Noise is one of the leading causes of tinnitus. Concerts, weddings and MRIs are some of the more common situations that can trigger tinnitus symptoms. Sometimes the condition is the result of a single, very loud event, while other times it’s the result of a series of exposures. Anyone experiencing debilitating symptoms of tinnitus is encouraged to seek a thorough examination by an ENT and to discuss possible treatment options.
Noise-Induced Hearing Loss Warning Signs
Noise-induced hearing loss is cumulative across the life span. Often, by the time a person realizes that there is hearing loss, it is too late. But there are certain early warning signs to suggest that there may be a problem.

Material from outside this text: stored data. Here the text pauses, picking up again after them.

use serde::Serialize;

/// One listing card recovered from the featured-listings widget.
///
/// Every field is best effort and defaults to an empty string.
#[derive(Debug, Clone, Default, PartialEq, Eq, Serialize)]
pub struct ListingRecord {
    /// Absolute link to the detail page.
    pub url: String,
    /// Absolute photo URL.
    pub image: String,
    /// Currency text as shown on the card, e.g. `$325,000`.
    pub price: String,
    pub beds: String,
    pub baths: String,
    /// Digits only, separators stripped.
    pub sqft: String,
    pub address: String,
}

impl ListingRecord {
    /// A card is worth returning when it links somewhere and shows either a
    /// photo or a price. Bare navigation links fail this check.
    pub fn is_listing(&self) -> bool {
        !self.url.is_empty() && (!self.image.is_empty() || !self.price.is_empty())
    }

    pub fn dedup_key(&self) -> (String, String) {
        (self.url.clone(), self.image.clone())
    }
}

/// Which widget page to scrape.
#[derive(Debug, Clone, PartialEq, Eq)]
pub enum WidgetTarget {
    Agent(String),
    Client(String),
}

impl WidgetTarget {
    pub fn cache_key(&self) -> String {
        match self {
            WidgetTarget::Agent(id) => format!("agent:{id}"),
            WidgetTarget::Client(id) => format!("cid:{id}"),
        }
    }

    /// Fill the `{id}` placeholder of the matching URL template.
    pub fn url(&self, agent_template: &str, cid_template: &str) -> String {
        let (template, id) = match self {
            WidgetTarget::Agent(id) => (agent_template, id),
            WidgetTarget::Client(id) => (cid_template, id),
        };
        let encoded: String = url::form_urlencoded::byte_serialize(id.as_bytes()).collect();
        template.replace("{id}", &encoded)
    }
}
use crate::errors::ServerError;
use crate::responses::json::JSON_CONTENT_TYPE;
use astra::{Body, Response, ResponseBuilder};
use serde_json::json;

pub use crate::errors::ResultResp;

/// Convert a ServerError into a JSON error response:
/// `{"ok": false, "error": ..., "detail"?: ...}`.
pub fn error_to_response(err: ServerError) -> Response {
    let status = err.status();
    let body = match &err {
        ServerError::Upstream { detail, .. } => json!({
            "ok": false,
            "error": err.to_string(),
            "detail": detail,
        }),
        _ => json!({ "ok": false, "error": err.to_string() }),
    };

    ResponseBuilder::new()
        .status(status)
        .header("Content-Type", JSON_CONTENT_TYPE)
        .body(Body::from(body.to_string()))
        .unwrap_or_else(|_| Response::new(Body::from("Internal Server Error")))
}
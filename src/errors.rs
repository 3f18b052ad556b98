// errors.rs
use astra::Response;
use thiserror::Error;

/// Errors surfaced by route handlers. Each variant maps to one HTTP status
/// in `responses::error_to_response`.
#[derive(Debug, Error)]
pub enum ServerError {
    #[error("Not Found")]
    NotFound,

    #[error("{0}")]
    BadRequest(String),

    /// Non-success answer from an upstream API; status is passed through.
    #[error("Upstream error")]
    Upstream { status: u16, detail: String },

    #[error("{0}")]
    ScrapeFailed(String),

    #[error("Server exception")]
    InternalError,
}

// Type alias commonly used by route handlers.
pub type ResultResp = Result<Response, ServerError>;

impl ServerError {
    pub fn status(&self) -> u16 {
        match self {
            ServerError::NotFound => 404,
            ServerError::BadRequest(_) => 400,
            ServerError::Upstream { status, .. } => *status,
            ServerError::ScrapeFailed(_) | ServerError::InternalError => 500,
        }
    }
}
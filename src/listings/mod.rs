mod client;
mod listing_error;
mod mapper;
mod models;

pub use client::ListingsClient;
pub use listing_error::ListingError;
pub use models::MappedListing;
// src/tests/router_tests/listing_tests.rs
use crate::tests::utils::{call, test_config, TEST_API_KEY};
use serde_json::json;
use wiremock::matchers::{header, method, path};
use wiremock::{Mock, MockServer, ResponseTemplate};

#[tokio::test(flavor = "multi_thread")]
async fn listing_is_fetched_with_bearer_token_and_mapped() {
    let server = MockServer::start().await;
    Mock::given(method("GET"))
        .and(path("/v1/listings/HAR123"))
        .and(header("Authorization", format!("Bearer {TEST_API_KEY}").as_str()))
        .respond_with(ResponseTemplate::new(200).set_body_json(json!({
            "data": [{
                "ListingID": "HAR123",
                "ListPrice": 450000,
                "Address": { "Full": "1204 Elm St", "City": "Houston", "StateOrProvince": "TX", "PostalCode": "77002" },
                "BedroomsTotal": 3,
                "BathroomsTotalInteger": 2,
                "LivingArea": 1850,
                "YearBuilt": 2004,
                "InteriorFeatures": "Fireplace, Wet Bar",
                "PublicURL": "https://idx.example.com/HAR123"
            }]
        })))
        .expect(1)
        .mount(&server)
        .await;

    let (status, body) = call(test_config(&server.uri()), "/api/listing?mlsId=HAR123").await;

    assert_eq!(status, 200);
    assert_eq!(
        body,
        json!({
            "id": "HAR123",
            "price": "$450,000",
            "address": "1204 Elm St, Houston, TX, 77002",
            "beds": 3,
            "baths": 2,
            "sqft": 1850,
            "lot": "",
            "year": 2004,
            "features": ["Fireplace", "Wet Bar"],
            "brochureUrl": "#",
            "idxUrl": "https://idx.example.com/HAR123"
        })
    );
}

#[tokio::test(flavor = "multi_thread")]
async fn upstream_status_and_body_pass_through() {
    let server = MockServer::start().await;
    Mock::given(method("GET"))
        .and(path("/v1/listings/missing"))
        .respond_with(ResponseTemplate::new(404).set_body_string("not found"))
        .mount(&server)
        .await;

    let (status, body) = call(test_config(&server.uri()), "/api/listing?mlsId=missing").await;

    assert_eq!(status, 404);
    assert_eq!(body["ok"], false);
    assert_eq!(body["error"], "Upstream error");
    assert_eq!(body["detail"], "not found");
}

#[tokio::test(flavor = "multi_thread")]
async fn malformed_upstream_json_is_server_exception() {
    let server = MockServer::start().await;
    Mock::given(method("GET"))
        .respond_with(ResponseTemplate::new(200).set_body_string("<html>oops</html>"))
        .mount(&server)
        .await;

    let (status, body) = call(test_config(&server.uri()), "/api/listing?mlsId=X1").await;

    assert_eq!(status, 500);
    assert_eq!(body, json!({ "ok": false, "error": "Server exception" }));
}

#[tokio::test(flavor = "multi_thread")]
async fn body_without_data_wrapper_is_mapped_directly() {
    let server = MockServer::start().await;
    Mock::given(method("GET"))
        .and(path("/v1/listings/X2"))
        .respond_with(ResponseTemplate::new(200).set_body_json(json!({
            "mlsNumber": "X2",
            "listPriceFormatted": "$610,000",
            "property": { "bedrooms": 4, "features": ["Pool"] }
        })))
        .mount(&server)
        .await;

    let (status, body) = call(test_config(&server.uri()), "/api/listing?mlsId=X2").await;

    assert_eq!(status, 200);
    assert_eq!(body["id"], "X2");
    assert_eq!(body["price"], "$610,000");
    assert_eq!(body["beds"], 4);
    assert_eq!(body["features"], json!(["Pool"]));
}
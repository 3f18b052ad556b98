use url::Url;

/// Turn an href or image src from the widget into an absolute URL.
///
/// - `//host/x` becomes `https://host/x`
/// - `http(s)://...` is returned unchanged
/// - anything else is resolved against `origin`
///
/// Fragments, `javascript:`, `mailto:`, `tel:` and `data:` values yield `""`.
pub fn absolutize(raw: &str, origin: &Url) -> String {
    let raw = raw.trim();
    if raw.is_empty() || raw.starts_with('#') {
        return String::new();
    }

    let lower = raw.to_ascii_lowercase();
    if ["javascript:", "mailto:", "tel:", "data:"]
        .iter()
        .any(|scheme| lower.starts_with(scheme))
    {
        return String::new();
    }

    if raw.starts_with("//") {
        return format!("https:{raw}");
    }
    if lower.starts_with("http://") || lower.starts_with("https://") {
        return raw.to_string();
    }

    origin
        .join(raw)
        .map(|u| u.to_string())
        .unwrap_or_default()
}

/// True when `absolute` points at `domain` or one of its subdomains.
pub fn is_on_domain(absolute: &str, domain: &str) -> bool {
    let Ok(parsed) = Url::parse(absolute) else {
        return false;
    };
    match parsed.host_str() {
        Some(host) => {
            let host = host.trim_start_matches("www.");
            host == domain || host.ends_with(&format!(".{domain}"))
        }
        None => false,
    }
}

/// Registrable part of the origin's host (`www.har.com` -> `har.com`).
pub fn site_domain(origin: &Url) -> String {
    origin
        .host_str()
        .unwrap_or_default()
        .trim_start_matches("www.")
        .to_string()
}
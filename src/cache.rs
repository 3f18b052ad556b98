// cache.rs
use dashmap::DashMap;
use std::time::{Duration, Instant};

#[derive(Debug, Clone)]
struct CacheEntry<V> {
    value: V,
    /// `None` when the TTL reaches past what `Instant` can represent.
    expires_at: Option<Instant>,
}

impl<V> CacheEntry<V> {
    fn is_fresh(&self, now: Instant) -> bool {
        self.expires_at.map_or(true, |at| now < at)
    }
}

/// In-memory map from string keys to values with an absolute expiry.
///
/// Created once at startup and shared by every worker thread for the life of
/// the process. Expired entries are dropped lazily on the next `get`; there is
/// no background sweep and no capacity bound.
#[derive(Debug)]
pub struct ExpiringCache<V> {
    default_ttl: Duration,
    entries: DashMap<String, CacheEntry<V>>,
}

impl<V: Clone> ExpiringCache<V> {
    pub fn new(default_ttl: Duration) -> Self {
        Self {
            default_ttl,
            entries: DashMap::new(),
        }
    }

    /// Returns a clone of the value if it has not expired. An expired entry is
    /// removed and reported as a miss.
    pub fn get(&self, key: &str) -> Option<V> {
        let now = Instant::now();

        if let Some(entry) = self.entries.get(key) {
            if entry.is_fresh(now) {
                return Some(entry.value.clone());
            }
        }
        // The read guard is gone here; a writer may have refreshed the entry since.
        self.entries.remove_if(key, |_, entry| !entry.is_fresh(now));
        None
    }

    pub fn insert(&self, key: impl Into<String>, value: V) {
        self.insert_with_ttl(key, value, self.default_ttl);
    }

    /// Last writer wins.
    pub fn insert_with_ttl(&self, key: impl Into<String>, value: V, ttl: Duration) {
        let entry = CacheEntry {
            value,
            expires_at: Instant::now().checked_add(ttl),
        };
        self.entries.insert(key.into(), entry);
    }

    pub fn len(&self) -> usize {
        self.entries.len()
    }
}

If after a noisy experience you sense ringing or buzzing (tinnitus) in the ears immediately after exposure to noise, and/or slight muffling of sounds, making it difficult to understand people, your ears are giving you warning signs. Whenever you experience hearing issues like these, you are encouraged to see a licensed audiologist who can assess your hearing, address any issues and help you protect the hearing you have.
The Good News
The issue that so many people ignore is that hearing loss due to noise exposure is completely preventable. If you use adequate hearing protection or avoid environments that are too noisy, you won’t develop a noise-induced hearing loss.
3 Steps to Healthy Hearing
- Limit noise exposure. Exposure to everyday sounds can cause permanent hearing loss if the volume is too high. It's up to you to protect your hearing, so turn down the volume, wear hearing protection and educate your children about noise.
- Get your hearing screened. Make annual hearing screenings a part of your overall health and wellness program. Five minutes with a licensed audiologist is all it takes.
- Follow up with a complete evaluation, if recommended. Get a comprehensive hearing assessment and be sure to follow the recommendations of your audiologist. Your hearing, health and quality of life depend on it!
When you expect to be in a noisy environment, remember to bring hearing protection to avoid unnecessary damage to your hearing. Drugstore earplugs can typically get the job done at a budget-friendly price. But for added comfort and performance, consider these more personalized options.
- Custom fit earplugs. This is an ideal choice for anyone exposed to noise on a regular basis, including subway riders, construction workers, concertgoers, and airplane and train travelers. Custom protection can protect your hearing from environmental noise while still allowing you to take part in conversations.
- Musician earplugs. Musician earplugs allow music makers and appreciators to enjoy a lifetime of the music they love. Whether you play in your basement or Carnegie Hall, musician earplugs can reduce the level of sound without distorting the quality of the music. They’re available in a range of colors (including clear) and hide in the ear canal.
- Custom earbud-style music headset. A custom headset enhances the listening pleasure for music lovers who are concerned about listening to music on their smartphone at a safe level. With a custom earbud-style headphone, the environmental sound is reduced so the listener reduce the volume to a less harmful level.
Noise-induced hearing loss, while permanent, is preventable. When you find yourself in noisy situations, distance yourself from the source of the noise or use hearing protection. And always remember... If it sounds too loud, it probably is.
Wishing you all a lifetime of healthy hearing!